If the engine is flown regularly so that the cam and lifters do not corrode or scuff, the cam and lifters can remain in pristine condition for thousands of hours. Many big-name overhaul shops
routinely replace the cam and lifters with new ones at major overhaul, although some shops use reground cams and lifters.
The engine has lots of gears: crankshaft and camshaft gears, oil pump and fuel pump drive gears, magneto and accessory drive gears, prop governor drive gears and sometimes alternator drive gears.
These gears typically have a very long useful life and are not usually replaced at major overhaul unless obvious damage is found.
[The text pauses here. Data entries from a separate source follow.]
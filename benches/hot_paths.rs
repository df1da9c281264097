use chrono::{Duration, TimeZone, Utc};
use criterion::{black_box, criterion_group, criterion_main, Criterion};
use ow_status::advisory::maintenance::{assess_text, visible_text};
use ow_status::aggregate::aggregate;
use ow_status::platform::signal::{KeywordSignal, SoftSignalSource};
use ow_status::platform::{derive_state, HardChecks};
use ow_status::probe::latency::RegionMeasurement;
use ow_status::severity::{classify, Severity, Thresholds};
use ow_status::state::history::{uptimes, HistoryEntry, HISTORY_LIMIT};

fn full_history() -> Vec<HistoryEntry> {
    let start = Utc
        .with_ymd_and_hms(2026, 1, 1, 0, 0, 0)
        .single()
        .expect("valid date");
    (0..HISTORY_LIMIT)
        .map(|i| HistoryEntry {
            at: start + Duration::hours(i as i64),
            ok: i % 7 != 0,
        })
        .collect()
}

fn status_page() -> String {
    let mut html = String::from("<html><head><script>var x = 'outage';</script></head><body>");
    for i in 0..200 {
        html.push_str(&format!(
            "<div class=\"row\"><span>Service {i}</span><p>Operational</p></div>"
        ));
    }
    html.push_str("<p>Overwatch scheduled maintenance Tue, 3 Nov 2026</p></body></html>");
    html
}

fn bench_decisions(c: &mut Criterion) {
    let thresholds = Thresholds::default();
    let regions = vec![
        RegionMeasurement::from_samples("EU", &[Some(32.5), Some(41.0)]),
        RegionMeasurement::from_samples("NA", &[Some(120.0), None]),
        RegionMeasurement::from_samples("ASIA", &[Some(260.0), Some(244.0)]),
    ];

    c.bench_function("classify/sweep", |b| {
        b.iter(|| {
            (0..500)
                .map(|ms| classify(black_box(Some(f64::from(ms))), &thresholds))
                .max()
        })
    });

    c.bench_function("derive_state/all_combinations", |b| {
        b.iter(|| {
            let mut n = 0usize;
            for mask in 0u8..8 {
                let hard = HardChecks {
                    dns: mask & 1 != 0,
                    tcp: mask & 2 != 0,
                    http: mask & 4 != 0,
                };
                for soft in Severity::ALL {
                    n += derive_state(black_box(hard), black_box(soft), 2).rank() as usize;
                }
            }
            n
        })
    });

    c.bench_function("aggregate/three_regions", |b| {
        b.iter(|| aggregate(black_box(Severity::Ok), black_box(&regions), &thresholds, Some(2)))
    });

    let history = full_history();
    c.bench_function("uptimes/full_window", |b| {
        b.iter(|| uptimes(black_box(&history)))
    });
}

fn bench_scraping(c: &mut Criterion) {
    let html = status_page();
    let text = visible_text(&html).expect("parse page");
    let signal = KeywordSignal::new(&ow_status::config::KeywordConfig {
        bad: vec!["major outage".into(), "outage".into()],
        warn: vec!["degraded".into(), "maintenance".into()],
        ok: vec!["operational".into()],
    });

    c.bench_function("maintenance/visible_text", |b| {
        b.iter(|| visible_text(black_box(&html)).expect("parse page").len())
    });

    c.bench_function("maintenance/assess_text", |b| {
        b.iter(|| assess_text(black_box(&text), "overwatch"))
    });

    c.bench_function("keyword_signal/assess", |b| {
        b.iter(|| signal.assess(black_box(&html)))
    });
}

fn bench_suite(c: &mut Criterion) {
    bench_decisions(c);
    bench_scraping(c);
}

criterion_group!(benches, bench_suite);
criterion_main!(benches);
Gears almost never cause catastrophic engine failures.
Failure of the oil pump is very occasionally responsible for catastrophic engine failures. If oil pressure is lost, the engine will seize quite quickly. The oil pump is a very simple gear pump, with
one driven gear and one idler gear housed inside a close-tolerance housing. It is usually trouble-free, but when trouble does occur it usually starts making metal long before complete failure occurs.
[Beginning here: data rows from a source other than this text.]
pub mod history;

use std::collections::BTreeMap;
use std::io::ErrorKind;
use std::path::{Path, PathBuf};

use anyhow::{Context, Result};
use chrono::{DateTime, Utc};
use serde::de::DeserializeOwned;
use serde::{Deserialize, Serialize};
use tracing::warn;

use crate::probe::latency::LatencyStats;
use crate::severity::Severity;

use self::history::{ChangelogEntry, HistoryEntry};

pub const MESSAGE_ID_FILE: &str = "ow_message_id.txt";
pub const LAST_PAYLOAD_FILE: &str = "last_payload.json";
pub const HISTORY_FILE: &str = "history.json";
pub const LATENCY_FILE: &str = "last_latency.json";
pub const STATE_FILE: &str = "state.json";
pub const CHANGELOG_FILE: &str = "changelog.json";
pub const PLATFORM_CACHE_FILE: &str = "platform_cache.json";

/// Last known state of a platform.
#[derive(Debug, Clone, Copy, PartialEq, Eq, Serialize, Deserialize)]
pub struct CachedPlatformState {
    pub state: Severity,
    #[serde(with = "chrono::serde::ts_seconds")]
    pub ts: DateTime<Utc>,
}

/// Platform cache keyed by platform name.
pub type PlatformCache = BTreeMap<String, CachedPlatformState>;

/// Latency stats of the previous run keyed by region.
pub type LatencySnapshot = BTreeMap<String, LatencyStats>;

#[derive(Debug, Clone, Copy, Serialize, Deserialize)]
struct StateRecord {
    state: Severity,
}

/// File-backed run state. Each entity lives in its own file under one
/// directory.
///
/// Reads never fail: a missing or corrupt file yields the entity's default
/// (corruption is logged). Writes propagate errors. There is no locking;
/// only one run may use a directory at a time.
pub struct StateStore {
    dir: PathBuf,
}

impl StateStore {
    /// Open (creating if needed) the state directory.
    pub fn open(dir: impl Into<PathBuf>) -> Result<Self> {
        let dir = dir.into();
        std::fs::create_dir_all(&dir)
            .with_context(|| format!("creating state directory {}", dir.display()))?;
        Ok(Self { dir })
    }

    pub fn dir(&self) -> &Path {
        &self.dir
    }

    fn path(&self, name: &str) -> PathBuf {
        self.dir.join(name)
    }

    fn read_json<T: DeserializeOwned>(&self, name: &str, default: T) -> T {
        let path = self.path(name);
        let data = match std::fs::read(&path) {
            Ok(data) => data,
            Err(e) if e.kind() == ErrorKind::NotFound => return default,
            Err(e) => {
                warn!(path = %path.display(), error = %e, "unreadable state file, using default");
                return default;
            }
        };

        match serde_json::from_slice(&data) {
            Ok(value) => value,
            Err(e) => {
                warn!(path = %path.display(), error = %e, "corrupt state file, using default");
                default
            }
        }
    }

    fn write_json<T: Serialize + ?Sized>(&self, name: &str, value: &T) -> Result<()> {
        let data = serde_json::to_vec(value).with_context(|| format!("serializing {name}"))?;
        self.write_bytes(name, &data)
    }

    fn write_bytes(&self, name: &str, data: &[u8]) -> Result<()> {
        let path = self.path(name);
        std::fs::write(&path, data).with_context(|| format!("writing {}", path.display()))
    }

    // --- History ---

    pub fn history(&self) -> Vec<HistoryEntry> {
        self.read_json(HISTORY_FILE, Vec::new())
    }

    pub fn save_history(&self, history: &[HistoryEntry]) -> Result<()> {
        self.write_json(HISTORY_FILE, history)
    }

    // --- Overall state and changelog ---

    /// Previously persisted overall state. Defaults to `ok`.
    pub fn overall_state(&self) -> Severity {
        self.read_json(
            STATE_FILE,
            StateRecord {
                state: Severity::Ok,
            },
        )
        .state
    }

    pub fn save_overall_state(&self, state: Severity) -> Result<()> {
        self.write_json(STATE_FILE, &StateRecord { state })
    }

    pub fn changelog(&self) -> Vec<ChangelogEntry> {
        self.read_json(CHANGELOG_FILE, Vec::new())
    }

    pub fn save_changelog(&self, changelog: &[ChangelogEntry]) -> Result<()> {
        self.write_json(CHANGELOG_FILE, changelog)
    }

    // --- Latency snapshot ---

    pub fn latency_snapshot(&self) -> LatencySnapshot {
        self.read_json(LATENCY_FILE, LatencySnapshot::new())
    }

    pub fn save_latency_snapshot(&self, snapshot: &LatencySnapshot) -> Result<()> {
        self.write_json(LATENCY_FILE, snapshot)
    }

    // --- Platform cache ---

    pub fn platform_cache(&self) -> PlatformCache {
        self.read_json(PLATFORM_CACHE_FILE, PlatformCache::new())
    }

    pub fn save_platform_cache(&self, cache: &PlatformCache) -> Result<()> {
        self.write_json(PLATFORM_CACHE_FILE, cache)
    }

    // --- Publisher state ---

    /// Change-detection snapshot of the last published payload, if any.
    pub fn last_payload(&self) -> Option<Vec<u8>> {
        match std::fs::read(self.path(LAST_PAYLOAD_FILE)) {
            Ok(data) => Some(data),
            Err(e) if e.kind() == ErrorKind::NotFound => None,
            Err(e) => {
                warn!(error = %e, "unreadable payload snapshot, treating as absent");
                None
            }
        }
    }

    pub fn save_last_payload(&self, payload: &[u8]) -> Result<()> {
        self.write_bytes(LAST_PAYLOAD_FILE, payload)
    }

    /// Identifier of the active message. Blank files count as absent.
    pub fn message_id(&self) -> Option<String> {
        match std::fs::read_to_string(self.path(MESSAGE_ID_FILE)) {
            Ok(raw) => Some(raw.trim().to_string()).filter(|id| !id.is_empty()),
            Err(e) if e.kind() == ErrorKind::NotFound => None,
            Err(e) => {
                warn!(error = %e, "unreadable message id, treating as absent");
                None
            }
        }
    }

    pub fn save_message_id(&self, id: &str) -> Result<()> {
        self.write_bytes(MESSAGE_ID_FILE, id.as_bytes())
    }

    pub fn clear_message_id(&self) -> Result<()> {
        let path = self.path(MESSAGE_ID_FILE);
        match std::fs::remove_file(&path) {
            Ok(()) => Ok(()),
            Err(e) if e.kind() == ErrorKind::NotFound => Ok(()),
            Err(e) => Err(e).with_context(|| format!("removing {}", path.display())),
        }
    }
}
Regular oil filter inspection and oil analysis will normally detect oil pump problems long before they reach the failure point.
Bearing failure is responsible for a significant number of catastrophic engine failures. Under normal circumstances, bearings have a very long useful life. They are always replaced at major overhaul
(it's required), but it's quite typical for bearings that are removed at overhaul to be in excellent condition with very little measurable wear. There are three types of reasons that bearings fail
prematurely: (1) They become contaminated with metal from some other failure (e.g., cam/lifter spalling); (2) They become oil-starved when oil pressure is lost; or (3) They become oil starved because
they shift position and their oil supply holes become misaligned ("spun bearing").
Type 1 failures (contamination) can mostly be prevented by using a full-flow oil filter, and inspecting the filter for metal on a regular basis. So long as the filter is changed before its filtering
capacity is exceeded, particles of wear metals will be caught by the filter and won't contaminate the bearings. If a significant amount of metal is found in the filter, the engine should not be
operated until the source of the metal is found and corrected, and checks performed to make sure the bearings haven't become contaminated.
Type 2 failures (loss of oil pressure) are fairly rare. Pilots tend to be well-trained to respond to loss of oil pressure by reducing power and landing at the first opportunity. Bearings will continue
to function properly even with fairly low oil pressure (e.g., 10 psi).
Type 3 failures (spun bearings) are usually infant mortality failures, either shortly after an engine is overhauled (because the engine was not assembled properly), or shortly after cylinder
replacement (because the crankshaft was rotated while the through-bolts were not torqued up, or the through-bolts were not properly re-torqued). They can also occur after a long period of crankcase
fretting (which is typically detectable through oil filter inspection and oil analysis) or after extreme cold-starts without proper pre-heating.
Type 1 and 2 bearing failures are secondary to some other failure that contaminates or shuts off the bearing's oil supply. Type 3 bearing failures are primary, but usually unrelated to hours or years
Connecting rod failure is responsible for a significant number of catastrophic engine failures. When a connecting rod fails in flight, it often punches a hole in the crankcase and causes loss of
engine oil and subsequent oil starvation. Rod failures have also been known to result in camshaft breakage. The result is invariably a rapid loss of engine power.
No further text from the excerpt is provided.